D'HIER À AUJOURD'HUI
Les événements de Cronstadt seraient depuis longtemps soigneusement
tombés dans l'oubli, si deux ouvrages (précisement ceux d'Ida Mett et
d'Anton Ciliga mentionné plus haut) n'avaient pas été publiés dans les
années 30. Ouvrages qui obligèrent Trotski à se fendre d'un texte pour
tenter de balayer cette histoire d'un revers de main.
Le passage suivant du texte de Trotski, modèle de calomnie politique,
est passé à la postérité: «Les marins qui étaient restés dans le
Cronstadt 'en paix' jusqu'au commencement de 1921, sans trouver d'emploi
sur aucun des fronts de la guerre civile, étaient, en règle générale,
considérablement en dessous du niveau moyen de l'Armée rouge et
renfermaient un grand pourcentage d'éléments démoralisés, qui portaient
d'élégants pantalons bouffants et se coiffaient à la façon des
souteneurs» [6].
Si on ne se lasse pas de s'étonner du fait que des éléments démoralisés
aient pu combattre par la suite jusqu'à la mort (pour continuer à
pouvoir porter des pantalons bouffants?) et que malgré leur «niveau
moyen» inférieur ils aient bien tenu tête à une Armée rouge
numériquement supérieure et bien mieux armée, le parallèle entre ce
jugement porté par Trotski et les récentes analyses des organisations
trotskistes sur les émeutes en banlieues est assez frappant.
En effet, une version moderne de cette citation donnerait: «Les masses
qui sont restées dans les banlieues populaires de France jusqu'à
aujourd'hui, sans trouver d'emploi dans aucun secteur porteur de
l'économie, sont en règle générale considérablement en dessous du niveau
moyen de conscience politique des militants (au choix: de la LCR, de LO
ou du PT) et renferment un grand pourcentage de drogués qui portent
d'élégants joggings Lacoste et se coiffent de casquettes à la façon des
voyous«. Le talent littéraire en moins, c'est bien ce que nous ont
expliqué Arlette, Alain et leurs bandes respectives [7].
Rien de neuf sous le soleil du trotskisme!
[1] «1921, l'insurrection de Cronstadt la Rouge», éditions d'Alternative
Libertaire, quatrième édition, juin 2005.
[2] Ida Mett «La commune de Cronstadt, crépuscule sanglant des Soviets»,
1938, diverses rééditions par Spartacus; Ante Ciliga «L'insurrection de
Cronstadt et la destinée de la révolution russe», dans la revue La
Révolution Prolétarienne n°278, 10 septembre 1938, disponible aux
éditions Allia.

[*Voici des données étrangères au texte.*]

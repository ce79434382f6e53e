//! Command-line surface of the daemon.
//!
//! All options live in grouped structs inside `timetable-core` so that the
//! configuration module can merge them with the YAML file; this wrapper only
//! adds the binary metadata clap needs.

use clap::Parser;
use timetable_core::CmdOptions;

/// Advanced task scheduler with PostgreSQL as the state of record
#[derive(Parser, Debug)]
#[command(name = "timetabled")]
#[command(about = "Advanced task scheduler with PostgreSQL as the state of record")]
#[command(version)]
pub struct Cli {
    #[command(flatten)]
    pub options: CmdOptions,
}

#[cfg(test)]
mod tests {
    use super::*;

    #[test]
    fn test_cli_definition_is_consistent() {
        use clap::CommandFactory;
        Cli::command().debug_assert();
    }

    #[test]
    fn test_parses_grouped_flags() {
        let cli = Cli::try_parse_from([
            "timetabled",
            "--clientname",
            "worker01",
            "--host",
            "db.example.org",
            "-p",
            "6432",
            "--cron-workers",
            "4",
            "--rest-port",
            "8008",
            "--verbose",
        ])
        .unwrap();

        assert_eq!(cli.options.client_name.as_deref(), Some("worker01"));
        assert_eq!(cli.options.connection.host.as_deref(), Some("db.example.org"));
        assert_eq!(cli.options.connection.port, Some(6432));
        assert_eq!(cli.options.resources.cron_workers, Some(4));
        assert_eq!(cli.options.rest.rest_port, Some(8008));
        assert!(cli.options.verbose);
    }

    #[test]
    fn test_rejects_unknown_flag() {
        assert!(Cli::try_parse_from(["timetabled", "--no-such-flag"]).is_err());
    }
}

D'autres ouvrages consacrés à Constadt en français sont
quant à eux désormais épuisés: «La tragédie de Cronstadt (1921)», Paul
Avrich, Point histoire Seuil, 1975 et «Kronstadt 1921, Prolétariat
contre bolchevisme», Alexandre Skirda, éditions de la Tête de Feuille,
1971. Enfin on peut par contre trouver des ouvrages qui portent sur la
Révolution russe en général et qui mentionnent les évènements de
Consdtat, comme «La Révolution Inconnue» de Voline, réédité par les
éditions Verticales, ou des ouvrages de Rudolf Rocker, Alexandre
Berkman, etc.
Sur le net, cet article est une bonne introduction aux évènement de
Cronstadt 1921:
https://le-cafe-anarchiste.info/quest-ce-que-la-rebellion-de-kronstadt
[3] Plusieurs ouvrages -à commencer par ceux de Makhno lui-même- font le
point sur ces questions, comme par exemple l'oeuvre de Voline (qui était
d'ailleurs Juif). Le tout est remarquablement synthétisé dans l'ouvrage
d'Alexandre Skirda «Nestor Makhno, le cosaque libertaire, 1888-1934»,
éditions de Paris. Etrangement, il ne cite d'ailleurs que le passage le
plus scabreux du livre de Voline par ailleurs remarquable, voir Ida Mett
«Souvenirs sur Nestor Makhno» éditions Allia
https://makhno.home.blog/2022/02/26/souvenirs-sur-nestor-makhno, et A.
Skirda, voir supra.
CF. aussi la rubrique «REFUTATION DE L'ANTISEMITISME DE MAKHNO» sur le
site «le retour du fantôme de Makhno» qi compile les textes à ce sujet:
https://makhno.home.blog/category/refutation-de-lantisemitisme-de-makhno/
[4] Jean-Jacques Marie est animateur du Centre d'Etudes et de Recherches
sur les Mouvements Trotskistes et Révolutionnaires Internationaux,
constitué à partir des archives de l'OCI, ancêtre de l'actuel Parti des
Travailleurs, voir Rouge du 31 octobre 2002.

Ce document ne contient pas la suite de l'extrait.